Maurice Sendak was born June 10, 1928, in one of the many melting-pot neighborhoods of Brooklyn, New York. He was the youngest of three children of Sarah and Philip Sendak, Polish immigrants who had come to America before the First World War. When Maurice was born, his sister Natalie was nine, and his brother Jack, five.

Sendak shared some of his happiest childhood experiences with his father, who introduced him to storytelling (Berg 1993), “During my childhood, which seemed like one long series of illnesses, he invented beautiful imaginative tales to tell me and my brother and sister. He was a marvelous improviser and would often extend a story for several nights.”

Sendak created his first book in 1934 with his brother Jack. It was about the inseparability of Sendak and his siblings. He realized very early in his life that he wanted to be an illustrator.

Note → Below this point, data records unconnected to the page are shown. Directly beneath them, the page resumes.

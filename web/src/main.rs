// Medical portal - browser entry point (Leptos 0.8 CSR, built with trunk)

use leptos::prelude::*;
use medical_portal::app::AppShell;

fn main() {
    console_error_panic_hook::set_once();
    leptos::mount::mount_to_body(|| view! { <AppShell /> });
}
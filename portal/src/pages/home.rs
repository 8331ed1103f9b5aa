// Home page - hero, features, steps, call-to-action
use crate::sections::{CallToAction, Features, Hero, Steps};
use leptos::prelude::*;

/// Hero, features, steps and call-to-action, always in that order.
#[component]
pub fn HomePage() -> impl IntoView {
    view! {
        <Hero />
        <Features />
        <Steps />
        <CallToAction />
    }
}
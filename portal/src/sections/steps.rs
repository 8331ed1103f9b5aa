use leptos::prelude::*;

use crate::content::{STEPS, STEPS_DESCRIPTION, STEPS_TITLE, Step};

/// Numbered row of all [`STEPS`].
#[component]
pub fn Steps() -> impl IntoView {
    view! {
        <section id="how-it-works" class="steps py-5">
            <div class="container">
                <div class="section-header text-center mb-4">
                    <h2 class="section-title">{STEPS_TITLE}</h2>
                    <p class="section-description text-muted">{STEPS_DESCRIPTION}</p>
                </div>
                <div class="row g-4">
                    {STEPS
                        .into_iter()
                        .enumerate()
                        .map(|(i, step)| view! { <StepCard number={i + 1} step=step /> })
                        .collect_view()}
                </div>
            </div>
        </section>
    }
}

#[component]
fn StepCard(number: usize, step: Step) -> impl IntoView {
    let icon_class = format!("bi bi-{} fs-3", step.icon);
    view! {
        <div class="col-md-4">
            <article class="card step-card h-100 text-center border-0">
                <div class="card-body">
                    <div class="step-number badge rounded-pill bg-primary mb-3">{number}</div>
                    <div class="step-icon mb-2">
                        <i class=icon_class aria-hidden="true"></i>
                    </div>
                    <h3 class="card-title h5">{step.title}</h3>
                    <p class="card-text">{step.description}</p>
                </div>
            </article>
        </div>
    }
}
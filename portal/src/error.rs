use thiserror::Error;

/// Failure to render a path to HTML.
#[derive(Debug, Error, PartialEq, Eq)]
pub enum RenderError {
    /// The path is not in the route table.
    #[error("no route for {0:?}")]
    UnknownRoute(String),
}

Sendak hated school from the beginning. “The only part of my childhood that was truly punishing and suffering was school.” He disliked the competition and hated being in crowded classrooms.

From 1941 to 1945, Sendak was at Lafayette High School where his dislike for school continued, with the exception of his art classes. Through high school he was influenced by the crosshatching style of George Cruikshank and Wilhelm Busch.

Sendak’s first illustrated book was published in 1947. It was called Atomics for the Millions and was written by one of his high school teacher. After high school, Sendak worked at F.A.O. Schwarz and attended classes at the Art Students League. In 1950, Sendak met Ursula Nordstrom, a children’s book editor at Harper and Brothers. She was very interested in Sendak and his talent for illustration and aided him on his journey to becoming an illustrator. In 1952, Sendak illustrated A Hole is to Dig by Ruth Krauss, and this work established his reputation as an illustrator.
At the age of two, Sendak contracted measles followed by double pneumonia, which left him frail and influenced his childhood life greatly. He would often not be allowed to go outside and play. This made it difficult for him to make friends, and he was terrible at sports. Young Sendak ended up spending a lot of time indoors observing instead of doing, often in the kitchen with his mother and grandmother (Lanes 1980). He would create stories about his grandmother and had a very good sense of his surrounding neighborhood which would serve as inspiration in many of his works.
Sendak wrote his first book, Very Far Away in 1956. In 1960, a character inspired by a neighborhood child that Sendak had spent a lot of time sketching from his apartment window was brought to life in The Sign on Rosie’s Door.

By the age of thirty-four, Sendak had illustrated fifty books. The following year, 1963, Sendak created Where the Wild Things Are. The book quickly became one of his most popular and controversial works. In 1964, he won the Caldecott Medal for Where the Wild Things Are, which marked a momentous point in Sendak’s career, “I feel that I am at the end of a long apprenticeship. By that I mean all my previous work now seems to have been an elaborate preparation for it. I believe it is an immense step forward for me, a critical stage in my work.”

In 1970, the product of two years of Sendak’s concentrated work was published, In the Night Kitchen. Following this, Sendak began of series of other exploits, including an animated film, which he produced in 1975 called “Really Rosie Starring the Nutshell Kids.”

In 1981, Sendak had finished his work on what he would consider his best work, Outside Over There. The book is inspired by his own childhood, when his mother would go out to work and leave him in his care of his older sister Natalie (Berg 1993).

Sendak has made major contributions to the world of children’s literature. Despite boundaries that he broke and controversies he faced, he was able to achieve great success. In the past years, Sendak has shown his versatility in the arts working in theatre and television, aside from childrens’ books.